> [TASK TO COMPLETE]
Although the data below holds other lines too, output only those from the line with "physical or virtual" up to and including the line with "columns, no filters)", exactly as they appear.

————

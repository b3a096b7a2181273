//! Command-line interface for d42

use clap::{Args, Parser, Subcommand};
use device42_client::DeviceLookup;

/// d42 - explore a Device42 instance from the shell
///
/// Credentials are read from the environment (D42_HOST, D42_USERNAME,
/// D42_PASSWORD), typically loaded by direnv from an `.envrc`.
#[derive(Parser, Debug)]
#[command(name = "d42")]
#[command(author, version, about, long_about = None)]
pub struct Cli {
    #[command(subcommand)]
    pub command: Commands,

    #[command(flatten)]
    pub connection: ConnectionArgs,

    /// Enable verbose output
    #[arg(short, long, global = true)]
    pub verbose: bool,
}

/// Connection settings
#[derive(Args, Debug, Clone)]
pub struct ConnectionArgs {
    /// Device42 base URL
    #[arg(long, global = true, env = "D42_HOST")]
    pub host: Option<String>,

    /// Basic auth username
    #[arg(long, global = true, env = "D42_USERNAME")]
    pub username: Option<String>,

    /// Basic auth password
    #[arg(long, global = true, env = "D42_PASSWORD", hide_env_values = true)]
    pub password: Option<String>,

    /// Verify the server certificate
    #[arg(long, global = true, env = "D42_VERIFY_TLS")]
    pub verify_tls: bool,

    /// Request timeout in seconds
    #[arg(long, global = true, env = "D42_TIMEOUT_SECS")]
    pub timeout_secs: Option<u64>,
}

/// Available commands
#[derive(Subcommand, Debug, Clone)]
pub enum Commands {
    /// Check that the instance is reachable and the credentials work
    Check,

    /// List buildings
    Buildings {
        /// Only the building with this name
        #[arg(long)]
        name: Option<String>,
    },

    /// List rooms
    Rooms {
        #[arg(long)]
        name: Option<String>,
        #[arg(long)]
        building: Option<String>,
    },

    /// List racks
    Racks {
        #[arg(long)]
        name: Option<String>,
        #[arg(long)]
        building: Option<String>,
        #[arg(long)]
        room: Option<String>,
    },

    /// List devices
    Devices(DevicesArgs),

    /// Show a device by ID, or look it up by another key
    Device(DeviceArgs),

    /// List VLANs
    Vlans {
        /// Only VLANs with this number
        #[arg(long)]
        number: Option<String>,
    },

    /// Run a saved DOQL query
    Doql {
        /// Name of the saved query
        name: String,
    },

    /// List service instances
    ServiceInstances,

    /// List application components
    AppComponents,

    /// List operating systems
    OperatingSystems,

    /// Set a custom field on an object
    CustomField(CustomFieldArgs),
}

/// Arguments for the devices command
#[derive(Args, Debug, Clone, Default)]
pub struct DevicesArgs {
    #[arg(long)]
    pub name: Option<String>,

    /// Device type, e.g. physical or virtual
    #[arg(long = "type")]
    pub device_type: Option<String>,

    #[arg(long)]
    pub customer: Option<String>,

    #[arg(long)]
    pub building: Option<String>,

    /// Comma separated list of columns to return
    #[arg(long)]
    pub include_cols: Option<String>,

    /// Use the `devices/all` endpoint (all columns, no filters)
    #[arg(long, conflicts_with_all = ["name", "device_type", "customer", "building"])]
    pub all: bool,
}

/// Arguments for the device command
#[derive(Args, Debug, Clone)]
pub struct DeviceArgs {
    /// Device ID, or the lookup value with --by
    pub key: String,

    /// Look up by customer, name, serial or asset instead of ID
    #[arg(long)]
    pub by: Option<DeviceLookup>,

    /// Comma separated list of columns to return (with --by)
    #[arg(long, requires = "by")]
    pub include_cols: Option<String>,
}

/// Arguments for the custom-field command
#[derive(Args, Debug, Clone)]
pub struct CustomFieldArgs {
    /// Object type, e.g. device or serviceinstance
    #[arg(long)]
    pub endpoint: String,

    /// Object ID
    #[arg(long)]
    pub id: u64,

    #[arg(long)]
    pub key: String,

    #[arg(long)]
    pub value: String,
}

————

> [EXERCISE SOLUTION]
    /// Device type, e.g. physical or virtual
    #[arg(long = "type")]
    pub device_type: Option<String>,

    #[arg(long)]
    pub customer: Option<String>,

    #[arg(long)]
    pub building: Option<String>,

    /// Comma separated list of columns to return
    #[arg(long)]
    pub include_cols: Option<String>,

    /// Use the `devices/all` endpoint (all columns, no filters)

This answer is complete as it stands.